• _Work instructions_
Lift out, unaltered, the lines of the material below between the line holding "if let Some(path)" and the line holding "Err(e) if e.kind()", counting both.
※
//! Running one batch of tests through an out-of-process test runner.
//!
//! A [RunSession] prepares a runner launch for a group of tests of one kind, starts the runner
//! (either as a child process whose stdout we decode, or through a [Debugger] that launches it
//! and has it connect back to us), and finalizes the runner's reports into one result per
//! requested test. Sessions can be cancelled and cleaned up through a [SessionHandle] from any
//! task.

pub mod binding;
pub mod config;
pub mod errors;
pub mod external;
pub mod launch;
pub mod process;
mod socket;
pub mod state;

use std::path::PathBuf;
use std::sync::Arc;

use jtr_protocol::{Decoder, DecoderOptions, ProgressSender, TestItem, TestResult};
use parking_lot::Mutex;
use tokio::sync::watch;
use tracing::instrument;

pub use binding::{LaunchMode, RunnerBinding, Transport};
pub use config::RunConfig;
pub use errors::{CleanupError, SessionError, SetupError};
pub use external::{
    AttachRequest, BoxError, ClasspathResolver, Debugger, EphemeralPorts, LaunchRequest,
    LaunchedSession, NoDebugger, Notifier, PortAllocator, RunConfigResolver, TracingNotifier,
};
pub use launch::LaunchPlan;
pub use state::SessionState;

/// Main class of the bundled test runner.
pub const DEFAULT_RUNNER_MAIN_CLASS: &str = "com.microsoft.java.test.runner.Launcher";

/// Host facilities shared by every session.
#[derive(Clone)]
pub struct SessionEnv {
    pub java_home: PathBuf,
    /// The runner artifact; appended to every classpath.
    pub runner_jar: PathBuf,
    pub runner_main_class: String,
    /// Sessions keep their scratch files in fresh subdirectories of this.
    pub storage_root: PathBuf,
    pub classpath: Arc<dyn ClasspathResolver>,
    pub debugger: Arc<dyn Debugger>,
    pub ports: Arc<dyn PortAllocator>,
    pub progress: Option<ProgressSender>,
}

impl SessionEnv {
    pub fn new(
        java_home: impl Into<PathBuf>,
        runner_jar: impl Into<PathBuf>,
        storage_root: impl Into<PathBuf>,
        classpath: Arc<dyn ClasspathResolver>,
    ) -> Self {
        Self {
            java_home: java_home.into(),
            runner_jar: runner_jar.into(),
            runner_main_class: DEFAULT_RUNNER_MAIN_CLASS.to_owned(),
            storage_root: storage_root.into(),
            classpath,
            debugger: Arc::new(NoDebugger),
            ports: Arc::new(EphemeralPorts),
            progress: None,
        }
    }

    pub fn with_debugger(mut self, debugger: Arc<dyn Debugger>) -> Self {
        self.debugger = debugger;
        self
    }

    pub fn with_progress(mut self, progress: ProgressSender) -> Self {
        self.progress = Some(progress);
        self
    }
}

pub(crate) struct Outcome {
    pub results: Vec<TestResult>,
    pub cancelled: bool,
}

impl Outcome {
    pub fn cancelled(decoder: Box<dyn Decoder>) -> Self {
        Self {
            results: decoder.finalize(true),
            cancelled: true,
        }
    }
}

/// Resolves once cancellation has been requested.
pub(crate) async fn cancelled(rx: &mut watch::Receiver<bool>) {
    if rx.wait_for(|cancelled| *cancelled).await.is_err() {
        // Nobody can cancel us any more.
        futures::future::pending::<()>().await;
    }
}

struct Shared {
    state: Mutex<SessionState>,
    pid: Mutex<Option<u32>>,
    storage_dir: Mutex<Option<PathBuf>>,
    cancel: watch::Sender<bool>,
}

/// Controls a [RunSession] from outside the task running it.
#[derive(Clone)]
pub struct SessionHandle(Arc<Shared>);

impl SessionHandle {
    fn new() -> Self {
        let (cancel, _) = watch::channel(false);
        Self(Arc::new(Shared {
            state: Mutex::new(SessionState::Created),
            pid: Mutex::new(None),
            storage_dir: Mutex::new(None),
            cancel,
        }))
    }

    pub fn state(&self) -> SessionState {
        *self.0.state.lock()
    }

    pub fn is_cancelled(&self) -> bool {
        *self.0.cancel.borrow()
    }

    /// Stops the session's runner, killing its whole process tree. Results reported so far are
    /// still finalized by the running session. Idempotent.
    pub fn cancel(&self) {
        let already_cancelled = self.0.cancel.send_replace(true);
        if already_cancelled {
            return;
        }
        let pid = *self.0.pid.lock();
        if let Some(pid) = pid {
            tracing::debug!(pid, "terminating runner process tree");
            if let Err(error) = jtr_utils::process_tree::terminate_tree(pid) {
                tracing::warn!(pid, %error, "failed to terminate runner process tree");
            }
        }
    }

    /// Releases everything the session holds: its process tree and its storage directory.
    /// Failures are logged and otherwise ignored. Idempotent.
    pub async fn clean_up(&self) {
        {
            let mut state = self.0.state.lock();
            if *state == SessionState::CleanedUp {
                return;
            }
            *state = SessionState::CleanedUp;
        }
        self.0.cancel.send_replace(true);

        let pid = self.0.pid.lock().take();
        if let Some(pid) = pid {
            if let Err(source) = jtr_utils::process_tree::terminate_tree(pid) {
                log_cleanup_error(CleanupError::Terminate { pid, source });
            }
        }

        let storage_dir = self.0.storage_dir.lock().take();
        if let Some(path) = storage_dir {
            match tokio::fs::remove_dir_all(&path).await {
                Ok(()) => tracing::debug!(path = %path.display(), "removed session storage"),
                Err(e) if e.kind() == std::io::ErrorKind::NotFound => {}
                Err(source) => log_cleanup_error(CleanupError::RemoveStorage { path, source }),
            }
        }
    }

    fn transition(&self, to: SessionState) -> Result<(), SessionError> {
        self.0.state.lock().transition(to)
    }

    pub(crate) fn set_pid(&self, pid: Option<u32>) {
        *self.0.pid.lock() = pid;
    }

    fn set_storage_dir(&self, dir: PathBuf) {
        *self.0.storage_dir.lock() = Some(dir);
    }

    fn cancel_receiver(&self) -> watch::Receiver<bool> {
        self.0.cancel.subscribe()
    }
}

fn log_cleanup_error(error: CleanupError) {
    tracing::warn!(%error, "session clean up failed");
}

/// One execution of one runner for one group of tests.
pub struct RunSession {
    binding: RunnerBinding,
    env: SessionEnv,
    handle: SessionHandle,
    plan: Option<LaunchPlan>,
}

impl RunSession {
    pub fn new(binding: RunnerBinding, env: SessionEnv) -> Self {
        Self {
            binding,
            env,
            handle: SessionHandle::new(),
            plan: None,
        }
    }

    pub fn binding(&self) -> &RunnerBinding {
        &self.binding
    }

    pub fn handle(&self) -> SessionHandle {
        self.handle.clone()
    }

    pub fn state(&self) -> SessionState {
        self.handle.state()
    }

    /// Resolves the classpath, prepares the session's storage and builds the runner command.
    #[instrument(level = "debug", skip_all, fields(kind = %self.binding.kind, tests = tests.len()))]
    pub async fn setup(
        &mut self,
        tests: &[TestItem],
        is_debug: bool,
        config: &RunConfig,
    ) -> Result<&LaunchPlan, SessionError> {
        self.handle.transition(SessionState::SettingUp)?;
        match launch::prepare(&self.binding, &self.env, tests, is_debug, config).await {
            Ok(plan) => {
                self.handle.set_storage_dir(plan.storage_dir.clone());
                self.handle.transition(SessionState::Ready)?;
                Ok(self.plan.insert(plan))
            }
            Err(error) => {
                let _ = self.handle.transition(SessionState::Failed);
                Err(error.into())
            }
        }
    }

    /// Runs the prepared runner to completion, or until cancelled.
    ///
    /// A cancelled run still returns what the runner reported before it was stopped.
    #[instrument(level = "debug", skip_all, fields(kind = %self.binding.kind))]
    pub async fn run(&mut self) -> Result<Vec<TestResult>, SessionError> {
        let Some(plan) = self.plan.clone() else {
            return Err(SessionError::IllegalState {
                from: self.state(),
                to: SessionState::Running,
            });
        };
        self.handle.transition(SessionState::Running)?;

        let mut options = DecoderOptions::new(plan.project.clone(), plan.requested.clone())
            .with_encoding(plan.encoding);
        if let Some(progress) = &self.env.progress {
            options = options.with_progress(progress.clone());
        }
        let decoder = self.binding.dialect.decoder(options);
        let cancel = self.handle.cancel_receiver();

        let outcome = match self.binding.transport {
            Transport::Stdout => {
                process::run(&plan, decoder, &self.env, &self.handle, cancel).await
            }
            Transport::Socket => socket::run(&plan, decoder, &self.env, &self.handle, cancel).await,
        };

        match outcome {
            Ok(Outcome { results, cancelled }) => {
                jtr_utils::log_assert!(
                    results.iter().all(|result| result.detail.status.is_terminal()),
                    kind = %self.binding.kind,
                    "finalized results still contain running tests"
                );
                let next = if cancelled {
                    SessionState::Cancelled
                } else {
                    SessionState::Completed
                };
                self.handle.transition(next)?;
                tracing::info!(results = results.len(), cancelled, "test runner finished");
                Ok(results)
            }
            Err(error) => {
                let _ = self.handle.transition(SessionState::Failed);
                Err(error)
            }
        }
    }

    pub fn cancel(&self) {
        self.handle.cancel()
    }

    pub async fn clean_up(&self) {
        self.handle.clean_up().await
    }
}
※
• _Finished task_
        if let Some(path) = storage_dir {
            match tokio::fs::remove_dir_all(&path).await {
                Ok(()) => tracing::debug!(path = %path.display(), "removed session storage"),
                Err(e) if e.kind() == std::io::ErrorKind::NotFound => {}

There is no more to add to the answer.